Foto: Republika/Aziza Fanny Larasati
Unjuk rasa penolakan pembangunan Gereja Santa Clara di Bekasi Utara.

REPUBLIKA.CO.ID, BEKASI -- Ketua Front Pembela Islam (FPI) cabang Babelan, Bekasi, Aang Khunaifi, menolak dituding sebagai biang keladi kericuhan saat aksi penolakan pembangunan Gereja Santa Clara, Bekasi Utara. Ia menegaskan, umat Islam tidak suka dengan kekerasan. Umat Islam, kata dia, bukan intoleran, bukan berarti umat Islam Bekasi anti-gereja dan anti-Kristen.

"Kita semua bersaudara, persaudaraan sebangsa dan setanah air. Kita hanya meminta agar hukum dijalankan dan undang undang ditegakkan dengan seadil-adilnya," kata dia saat berbincang dengan Republika.co.id, Ahad (26/3).
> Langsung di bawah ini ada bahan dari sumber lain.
use std::sync::Arc;
use std::time::Duration;

use anyhow::Result;
use rtc_client::{FileSource, Value, ValueSource, WatchOptions, yaml_reader};
use rtc_test_support::fixtures::{scratch_dir, write_atomic, write_file};
use tokio::sync::mpsc;
use tokio::time::{sleep, timeout};
use tokio_util::sync::CancellationToken;

const EVENT_TIMEOUT: Duration = Duration::from_secs(5);

async fn wait_for(source: &FileSource, key: &str, expected: &str) -> Result<()> {
    timeout(EVENT_TIMEOUT, async {
        loop {
            if let Ok(value) = source.value(key).await {
                if value.string() == expected {
                    return;
                }
            }
            sleep(Duration::from_millis(20)).await;
        }
    })
    .await?;
    Ok(())
}

#[tokio::test]
async fn watched_key_change_fires_once_and_unwatched_keys_stay_silent() -> Result<()> {
    let dir = scratch_dir()?;
    let path = write_file(dir.path(), "values.yaml", "amount: \"10\"\n")?;
    let source = FileSource::open(path.clone(), yaml_reader(), WatchOptions::default()).await?;
    assert_eq!(source.value("amount").await?.string(), "10");
    assert!(source.value("other").await.unwrap_err().is_not_present());

    let (tx, mut rx) = mpsc::unbounded_channel();
    source
        .watch_value(
            "amount",
            Arc::new(move |previous: Value, current: Value| {
                let _ = tx.send((previous.string(), current.string()));
            }),
            CancellationToken::new(),
        )
        .await?;

    write_atomic(dir.path(), "values.yaml", "amount: \"20\"\n")?;
    let change = timeout(EVENT_TIMEOUT, rx.recv()).await?;
    assert_eq!(change, Some(("10".to_string(), "20".to_string())));

    write_atomic(dir.path(), "values.yaml", "amount: \"20\"\nother: z\n")?;
    wait_for(&source, "other", "z").await?;
    assert!(timeout(Duration::from_millis(300), rx.recv()).await.is_err());

    source.close().await?;
    Ok(())
}

#[tokio::test]
async fn in_place_writes_are_observed() -> Result<()> {
    let dir = scratch_dir()?;
    let path = write_file(dir.path(), "app.yaml", "mode: a\n")?;
    let source = FileSource::open(path, yaml_reader(), WatchOptions::default()).await?;

    write_file(dir.path(), "app.yaml", "mode: b\n")?;
    wait_for(&source, "mode", "b").await?;
    Ok(())
}

#[tokio::test]
async fn malformed_rewrite_keeps_previous_snapshot() -> Result<()> {
    let dir = scratch_dir()?;
    let path = write_file(dir.path(), "app.yaml", "mode: a\n")?;
    let source = FileSource::open(path, yaml_reader(), WatchOptions::default()).await?;

    write_atomic(dir.path(), "app.yaml", "mode:\n  nested: true\n")?;
    sleep(Duration::from_millis(300)).await;
    assert_eq!(source.value("mode").await?.string(), "a");

    write_atomic(dir.path(), "app.yaml", "mode: c\n")?;
    wait_for(&source, "mode", "c").await?;
    Ok(())
}

#[tokio::test]
async fn opening_missing_file_fails() -> Result<()> {
    let dir = scratch_dir()?;
    let result = FileSource::open(
        dir.path().join("absent.yaml"),
        yaml_reader(),
        WatchOptions::default(),
    )
    .await;
    assert!(result.is_err());
    Ok(())
}
#![forbid(unsafe_code)]
#![deny(
    unused_must_use,
    rustdoc::broken_intra_doc_links,
    rustdoc::bare_urls,
    missing_docs
)]
#![warn(clippy::all, clippy::pedantic, clippy::nursery, unreachable_pub)]

//! Binary entrypoint that wires the configuration engine to its stores and
//! runs until shutdown.

use rtc_app::{AppResult, run_app};

/// Bootstraps the RTC server and blocks until shutdown.
#[tokio::main]
async fn main() -> AppResult<()> {
    run_app().await
}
Ia pun menjelaskan kronologi aksi yang dimulai dari Pesantren At-Taqwa Bekasi Utara menuju kantor Pemerintah Kota Bekasi. “Berawal dari aksi damai umat Islam berbagai macam ormas Islam dan pesantren di Bekasi, kami berangkat ba’da Shalat Jumat. Tiba-tiba ada mobil komando yang memposisikan diri di depan gerbang Gereja Santa Clara. Polisi terprovokasi dengan kata 'maju...maju..' yang kami serukan. Seruan itu dianggap seakan-akan kami ingin memasuki kawasan gereja, padahal tidak," kata dia.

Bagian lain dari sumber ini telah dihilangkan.